**Work task:** An exact transcript of all the records is the expected answer.

*** Block opens ***

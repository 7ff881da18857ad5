//! Declared access policies
//!
//! These are the schema-level declarations attached to an object type. They
//! are created by DDL and read-only at query time; indexing, inheritance
//! resolution and combination live in `keel-db-policy`.

use crate::expr::Expr;
use std::fmt;

/// Action a policy governs
#[derive(Debug, Clone, Copy, PartialEq, Eq, Hash, PartialOrd, Ord)]
pub enum PolicyAction {
    Read,
    Insert,
    Update,
    Delete,
}

impl PolicyAction {
    /// All actions, in a fixed order
    pub const ALL: [PolicyAction; 4] = [
        PolicyAction::Read,
        PolicyAction::Insert,
        PolicyAction::Update,
        PolicyAction::Delete,
    ];

    /// The mutation actions `WRITE` expands to
    pub const WRITE: [PolicyAction; 3] = [
        PolicyAction::Insert,
        PolicyAction::Update,
        PolicyAction::Delete,
    ];

    pub fn as_str(&self) -> &'static str {
        match self {
            PolicyAction::Read => "read",
            PolicyAction::Insert => "insert",
            PolicyAction::Update => "update",
            PolicyAction::Delete => "delete",
        }
    }

    fn bit(&self) -> u8 {
        match self {
            PolicyAction::Read => 0b0001,
            PolicyAction::Insert => 0b0010,
            PolicyAction::Update => 0b0100,
            PolicyAction::Delete => 0b1000,
        }
    }
}

impl fmt::Display for PolicyAction {
    fn fmt(&self, f: &mut fmt::Formatter<'_>) -> fmt::Result {
        f.write_str(self.as_str())
    }
}

/// Set of actions a policy is tagged with
#[derive(Debug, Clone, Copy, PartialEq, Eq, Hash, Default)]
pub struct ActionSet(u8);

impl ActionSet {
    /// Empty set (rejected when a catalog is built)
    pub fn empty() -> Self {
        Self(0)
    }

    /// `READ`
    pub fn read() -> Self {
        Self::of(&[PolicyAction::Read])
    }

    /// `WRITE` = insert, update and delete
    pub fn write() -> Self {
        Self::of(&PolicyAction::WRITE)
    }

    /// Every action
    pub fn all() -> Self {
        Self::of(&PolicyAction::ALL)
    }

    pub fn of(actions: &[PolicyAction]) -> Self {
        let mut set = Self::empty();
        for action in actions {
            set = set.with(*action);
        }
        set
    }

    /// Builder: add one action
    pub fn with(self, action: PolicyAction) -> Self {
        Self(self.0 | action.bit())
    }

    /// Builder: union with another set
    pub fn union(self, other: ActionSet) -> Self {
        Self(self.0 | other.0)
    }

    pub fn contains(&self, action: PolicyAction) -> bool {
        self.0 & action.bit() != 0
    }

    pub fn is_empty(&self) -> bool {
        self.0 == 0
    }

    /// Iterate contained actions in `PolicyAction::ALL` order
    pub fn iter(&self) -> impl Iterator<Item = PolicyAction> + '_ {
        PolicyAction::ALL
            .into_iter()
            .filter(move |a| self.contains(*a))
    }
}

impl From<PolicyAction> for ActionSet {
    fn from(action: PolicyAction) -> Self {
        ActionSet::empty().with(action)
    }
}

/// Effect of a policy
#[derive(Debug, Clone, Copy, PartialEq, Eq, Hash)]
pub enum PolicyEffect {
    Allow,
    Deny,
}

/// A named access policy declared on exactly one object type
///
/// `when` gates applicability (absent = always applicable); `using` is the
/// instance predicate (absent = true). An ALLOW policy must carry `using`;
/// that is checked when the policy catalog is built.
#[derive(Debug, Clone, PartialEq)]
pub struct AccessPolicy {
    pub name: String,
    pub actions: ActionSet,
    pub effect: PolicyEffect,
    pub when: Option<Expr>,
    pub using: Option<Expr>,
}

impl AccessPolicy {
    /// `ALLOW <actions> USING (<using>)`
    pub fn allow(name: impl Into<String>, actions: impl Into<ActionSet>, using: Expr) -> Self {
        Self {
            name: name.into(),
            actions: actions.into(),
            effect: PolicyEffect::Allow,
            when: None,
            using: Some(using),
        }
    }

    /// `DENY <actions>`; narrow it with [`AccessPolicy::using`]
    pub fn deny(name: impl Into<String>, actions: impl Into<ActionSet>) -> Self {
        Self {
            name: name.into(),
            actions: actions.into(),
            effect: PolicyEffect::Deny,
            when: None,
            using: None,
        }
    }

    /// Builder: set the `WHEN` applicability guard
    pub fn when(mut self, when: Expr) -> Self {
        self.when = Some(when);
        self
    }

    /// Builder: set the `USING` predicate
    pub fn using(mut self, using: Expr) -> Self {
        self.using = Some(using);
        self
    }

    pub fn is_allow(&self) -> bool {
        self.effect == PolicyEffect::Allow
    }

    pub fn applies_to(&self, action: PolicyAction) -> bool {
        self.actions.contains(action)
    }
}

*** Block closes ***

**Exercise output:**
repository 7ff881da18857ad5
//! Declared access policies
//!
//! These are the schema-level declarations attached to an object type. They
//! are created by DDL and read-only at query time; indexing, inheritance
//! resolution and combination live in `keel-db-policy`.

use crate::expr::Expr;
use std::fmt;

/// Action a policy governs
#[derive(Debug, Clone, Copy, PartialEq, Eq, Hash, PartialOrd, Ord)]
pub enum PolicyAction {
    Read,
    Insert,
    Update,
    Delete,
}

impl PolicyAction {
    /// All actions, in a fixed order
    pub const ALL: [PolicyAction; 4] = [
        PolicyAction::Read,
        PolicyAction::Insert,
        PolicyAction::Update,
        PolicyAction::Delete,
    ];

    /// The mutation actions `WRITE` expands to
    pub const WRITE: [PolicyAction; 3] = [
        PolicyAction::Insert,
        PolicyAction::Update,
        PolicyAction::Delete,
    ];

    pub fn as_str(&self) -> &'static str {
        match self {
            PolicyAction::Read => "read",
            PolicyAction::Insert => "insert",
            PolicyAction::Update => "update",
            PolicyAction::Delete => "delete",
        }
    }

    fn bit(&self) -> u8 {
        match self {
            PolicyAction::Read => 0b0001,
            PolicyAction::Insert => 0b0010,
            PolicyAction::Update => 0b0100,
            PolicyAction::Delete => 0b1000,
        }
    }
}

impl fmt::Display for PolicyAction {
    fn fmt(&self, f: &mut fmt::Formatter<'_>) -> fmt::Result {
        f.write_str(self.as_str())
    }
}

/// Set of actions a policy is tagged with
#[derive(Debug, Clone, Copy, PartialEq, Eq, Hash, Default)]
pub struct ActionSet(u8);

impl ActionSet {
    /// Empty set (rejected when a catalog is built)
    pub fn empty() -> Self {
        Self(0)
    }

    /// `READ`
    pub fn read() -> Self {
        Self::of(&[PolicyAction::Read])
    }

    /// `WRITE` = insert, update and delete
    pub fn write() -> Self {
        Self::of(&PolicyAction::WRITE)
    }

    /// Every action
    pub fn all() -> Self {
        Self::of(&PolicyAction::ALL)
    }

    pub fn of(actions: &[PolicyAction]) -> Self {
        let mut set = Self::empty();
        for action in actions {
            set = set.with(*action);
        }
        set
    }

    /// Builder: add one action
    pub fn with(self, action: PolicyAction) -> Self {
        Self(self.0 | action.bit())
    }

    /// Builder: union with another set
    pub fn union(self, other: ActionSet) -> Self {
        Self(self.0 | other.0)
    }

    pub fn contains(&self, action: PolicyAction) -> bool {
        self.0 & action.bit() != 0
    }

    pub fn is_empty(&self) -> bool {
        self.0 == 0
    }

    /// Iterate contained actions in `PolicyAction::ALL` order
    pub fn iter(&self) -> impl Iterator<Item = PolicyAction> + '_ {
        PolicyAction::ALL
            .into_iter()
            .filter(move |a| self.contains(*a))
    }
}

impl From<PolicyAction> for ActionSet {
    fn from(action: PolicyAction) -> Self {
        ActionSet::empty().with(action)
    }
}

/// Effect of a policy
#[derive(Debug, Clone, Copy, PartialEq, Eq, Hash)]
pub enum PolicyEffect {
    Allow,
    Deny,
}

/// A named access policy declared on exactly one object type
///
/// `when` gates applicability (absent = always applicable); `using` is the
/// instance predicate (absent = true). An ALLOW policy must carry `using`;
/// that is checked when the policy catalog is built.
#[derive(Debug, Clone, PartialEq)]
pub struct AccessPolicy {
    pub name: String,
    pub actions: ActionSet,
    pub effect: PolicyEffect,
    pub when: Option<Expr>,
    pub using: Option<Expr>,
}

impl AccessPolicy {
    /// `ALLOW <actions> USING (<using>)`
    pub fn allow(name: impl Into<String>, actions: impl Into<ActionSet>, using: Expr) -> Self {
        Self {
            name: name.into(),
            actions: actions.into(),
            effect: PolicyEffect::Allow,
            when: None,
            using: Some(using),
        }
    }

    /// `DENY <actions>`; narrow it with [`AccessPolicy::using`]
    pub fn deny(name: impl Into<String>, actions: impl Into<ActionSet>) -> Self {
        Self {
            name: name.into(),
            actions: actions.into(),
            effect: PolicyEffect::Deny,
            when: None,
            using: None,
        }
    }

    /// Builder: set the `WHEN` applicability guard
    pub fn when(mut self, when: Expr) -> Self {
        self.when = Some(when);
        self
    }

    /// Builder: set the `USING` predicate
    pub fn using(mut self, using: Expr) -> Self {
        self.using = Some(using);
        self
    }

    pub fn is_allow(&self) -> bool {
        self.effect == PolicyEffect::Allow
    }

    pub fn applies_to(&self, action: PolicyAction) -> bool {
        self.actions.contains(action)
    }
}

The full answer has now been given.